● **Exercise aim**: Select, from the material below, each line with "steps" in it.

● **Supplied records**:
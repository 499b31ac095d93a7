// This Source Code Form is subject to the terms of the Mozilla Public
// License, v. 2.0. If a copy of the MPL was not distributed with this
// file, You can obtain one at http://mozilla.org/MPL/2.0/.

//! The chaos game.  Start anywhere, pick one of the equation's parts
//! at random (weighted by its probability), move the point with that
//! part's map, and repeat.  After a few steps the point has fallen onto
//! the attractor and never leaves it; every point after that is a
//! sample of the fractal, colored by the part that produced it.
//!
//! The source of randomness is handed in rather than reached for, so
//! that a test can replay a known sequence and check every choice the
//! game makes.

use log::debug;
use rand::distributions::{Distribution, Uniform};
use rand::rngs::{StdRng, ThreadRng};
use rand::{Rng, SeedableRng};

use crate::colors::{Color, BLACK};
use crate::equation::Equation;
use crate::error::IfsError;
use crate::planes::Point;

/// The number of points thrown away while the game settles onto the
/// attractor.
pub const BURN_IN: usize = 20;

/// Something that yields numbers uniformly distributed in [0, 1).
pub trait RandomSource {
    /// The next number.
    fn next_f64(&mut self) -> f64;
}

/// A uniform [0, 1) distribution paired with the generator it draws
/// from.
pub struct UniformSource<R: Rng>(Uniform<f64>, R);

impl<R: Rng> UniformSource<R> {
    /// Wraps any generator.
    pub fn new(rng: R) -> Self {
        UniformSource(Uniform::new(0.0_f64, 1.0), rng)
    }
}

impl UniformSource<ThreadRng> {
    /// Draws from the thread-local generator.
    pub fn thread() -> Self {
        UniformSource::new(rand::thread_rng())
    }
}

impl UniformSource<StdRng> {
    /// A reproducible source.
    pub fn seeded(seed: u64) -> Self {
        UniformSource::new(StdRng::seed_from_u64(seed))
    }
}

impl<R: Rng> RandomSource for UniformSource<R> {
    fn next_f64(&mut self) -> f64 {
        self.0.sample(&mut self.1)
    }
}

/// Plays back a fixed list of numbers, over and over.
#[derive(Clone, Debug)]
pub struct Replay {
    values: Vec<f64>,
    next: usize,
}

impl Replay {
    /// `None` if there is nothing to play back.
    pub fn new(values: Vec<f64>) -> Option<Replay> {
        if values.is_empty() {
            None
        } else {
            Some(Replay { values, next: 0 })
        }
    }
}

impl RandomSource for Replay {
    fn next_f64(&mut self) -> f64 {
        let value = self.values[self.next];
        self.next = (self.next + 1) % self.values.len();
        value
    }
}

/// A point on the real plane with the color it should be drawn in.
#[derive(Copy, Clone, Debug, PartialEq)]
pub struct ColoredPoint {
    /// Where.
    pub point: Point,
    /// What color.
    pub color: Color,
}

/// Given a list of probabilities and a number `r` in [0, 1), walks the
/// running sum of the probabilities and returns the first index at
/// which the sum exceeds `r`.  If rounding leaves the total at or below
/// `r`, the last index is returned.  With no probabilities there is
/// nothing to choose, and the answer is `None`.
pub fn prob_to_index(probs: &[f64], r: f64) -> Option<usize> {
    let mut sum = 0.0_f64;
    for (i, &p) in probs.iter().enumerate() {
        sum += p;
        if r < sum {
            return Some(i);
        }
    }
    probs.len().checked_sub(1)
}

/// The running sums of the probabilities, accumulated in order so that
/// they match `prob_to_index` bit for bit.
fn cumulative(probs: &[f64]) -> Vec<f64> {
    probs
        .iter()
        .scan(0.0_f64, |sum, &p| {
            *sum += p;
            Some(*sum)
        })
        .collect()
}

/// The chaos game over one equation.  As an `Iterator` it yields an
/// endless stream of raw steps: burn-in included, final transform not
/// applied.  `get_points` does the bookkeeping and is what a renderer
/// wants.
pub struct IfsIterator<'a, S: RandomSource> {
    equation: &'a Equation,
    cumulative: Vec<f64>,
    source: S,
    current: ColoredPoint,
}

impl<'a, S: RandomSource> IfsIterator<'a, S> {
    /// Fails if the equation is empty or its probabilities are not a
    /// distribution.  The first point is drawn from the unit square.
    pub fn new(equation: &'a Equation, mut source: S) -> Result<Self, IfsError> {
        equation.validate()?;
        let cumulative = cumulative(&equation.probabilities());
        let start = Point::new(source.next_f64(), source.next_f64());
        Ok(IfsIterator {
            equation,
            cumulative,
            source,
            current: ColoredPoint {
                point: start,
                color: BLACK,
            },
        })
    }

    /// The index of the part chosen for `r`; the same answer
    /// `prob_to_index` gives.
    fn choose(&self, r: f64) -> usize {
        let i = self.cumulative.partition_point(|&sum| sum <= r);
        i.min(self.cumulative.len() - 1)
    }

    /// One round of the game.
    pub fn step(&mut self) -> ColoredPoint {
        let r = self.source.next_f64();
        let part = &self.equation.parts()[self.choose(r)];
        let mut point = part.coefficients.apply(&self.current.point);
        if let Some(variation) = self.equation.variation() {
            point = variation.apply(&point);
        }
        self.current = ColoredPoint {
            point,
            color: part.color,
        };
        self.current
    }

    /// Plays `iterations` rounds and keeps everything after the
    /// burn-in, with the final transform (if any) applied to each kept
    /// point.  Fewer than `BURN_IN` iterations yield nothing.
    pub fn get_points(&mut self, iterations: usize) -> Vec<ColoredPoint> {
        let keep = iterations.saturating_sub(BURN_IN);
        for _ in 0..iterations.min(BURN_IN) {
            self.step();
        }
        let mut points: Vec<ColoredPoint> = (0..keep).map(|_| self.step()).collect();
        if let Some(last) = self.equation.final_transform() {
            for p in points.iter_mut() {
                p.point = last.apply(&p.point);
            }
        }
        debug!("chaos game: {} iterations, kept {}", iterations, points.len());
        points
    }
}

impl<'a, S: RandomSource> Iterator for IfsIterator<'a, S> {
    type Item = ColoredPoint;

    fn next(&mut self) -> Option<ColoredPoint> {
        Some(self.step())
    }
}

/// Convenience: validate, seed from the thread generator, and play.
pub fn get_points(equation: &Equation, iterations: usize) -> Result<Vec<ColoredPoint>, IfsError> {
    Ok(IfsIterator::new(equation, UniformSource::thread())?.get_points(iterations))
}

● **Answer box**:
//! part's map, and repeat.  After a few steps the point has fallen onto
/// endless stream of raw steps: burn-in included, final transform not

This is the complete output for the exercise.